[[ Data excerpts open ]]
//! HTTP route handlers

pub mod users;
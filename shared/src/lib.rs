//! Shared configuration and common types for the client registration server
//!
//! This crate provides functionality used across the server modules:
//! - Configuration types and the layered configuration loader
//! - Error response structure returned by the API

pub mod config;
pub mod types;

// Re-export commonly used items at crate root
pub use config::{
    AppConfig, AuthConfig, Environment, JwtConfig, LogFormat, LoggingConfig, PasswordConfig,
    ServerConfig,
};
pub use types::ErrorResponse;
//! Tests for the registration service
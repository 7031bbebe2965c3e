//! # Client Register Core
//!
//! Domain layer for the client registration backend.
//! This crate holds the domain entities, the credential pipeline (password policy,
//! secret hashing and token issuance), the user repository interface and the
//! error types the API layer maps to responses.

pub mod domain;
pub mod errors;
pub mod repositories;
pub mod services;

// Re-export commonly used types for convenience
pub use domain::{
    Claims, Credential, IssuedCredentials, NewUser, Phone, StoredSecret, Token, User,
};
pub use errors::{AuthError, DomainError, DomainResult, TokenError, ValidationError};
pub use repositories::{InMemoryUserRepository, UserRepository};
pub use services::{
    CredentialHasher, CredentialService, IdentityCheck, PasswordPolicy, RegistrationService,
    SecretHasher, TokenIssuer,
};
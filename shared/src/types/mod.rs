//! Common type definitions shared by the API layer

pub mod response;

pub use response::ErrorResponse;
//! Business services containing domain logic and use cases.

pub mod credential;
pub mod password;
pub mod registration;
pub mod token;

// Re-export commonly used types
pub use credential::{CredentialService, IdentityCheck};
pub use password::{CredentialHasher, HashingParams, PasswordPolicy, SecretHasher};
pub use registration::RegistrationService;
pub use token::{TokenIssuer, TokenIssuerConfig};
[[ Data excerpts closed ]]
The task - Give back the complete data, each line unchanged.

Solution to this exercise -
//! HTTP route handlers

pub mod users;
filename shared/src/lib.rs
//! Shared configuration and common types for the client registration server
//!
//! This crate provides functionality used across the server modules:
//! - Configuration types and the layered configuration loader
//! - Error response structure returned by the API

pub mod config;
pub mod types;

// Re-export commonly used items at crate root
pub use config::{
    AppConfig, AuthConfig, Environment, JwtConfig, LogFormat, LoggingConfig, PasswordConfig,
    ServerConfig,
};
pub use types::ErrorResponse;
//! Tests for the registration service
repository 7031bbebe2965c3e
//! # Client Register Core
//!
//! Domain layer for the client registration backend.
//! This crate holds the domain entities, the credential pipeline (password policy,
//! secret hashing and token issuance), the user repository interface and the
//! error types the API layer maps to responses.

pub mod domain;
pub mod errors;
pub mod repositories;
pub mod services;

// Re-export commonly used types for convenience
pub use domain::{
    Claims, Credential, IssuedCredentials, NewUser, Phone, StoredSecret, Token, User,
};
pub use errors::{AuthError, DomainError, DomainResult, TokenError, ValidationError};
pub use repositories::{InMemoryUserRepository, UserRepository};
pub use services::{
    CredentialHasher, CredentialService, IdentityCheck, PasswordPolicy, RegistrationService,
    SecretHasher, TokenIssuer,
};
filename shared/src/types/mod.rs
//! Common type definitions shared by the API layer

pub mod response;

pub use response::ErrorResponse;
//! Business services containing domain logic and use cases.

pub mod credential;
pub mod password;
pub mod registration;
pub mod token;

// Re-export commonly used types
pub use credential::{CredentialService, IdentityCheck};
pub use password::{CredentialHasher, HashingParams, PasswordPolicy, SecretHasher};
pub use registration::RegistrationService;
pub use token::{TokenIssuer, TokenIssuerConfig};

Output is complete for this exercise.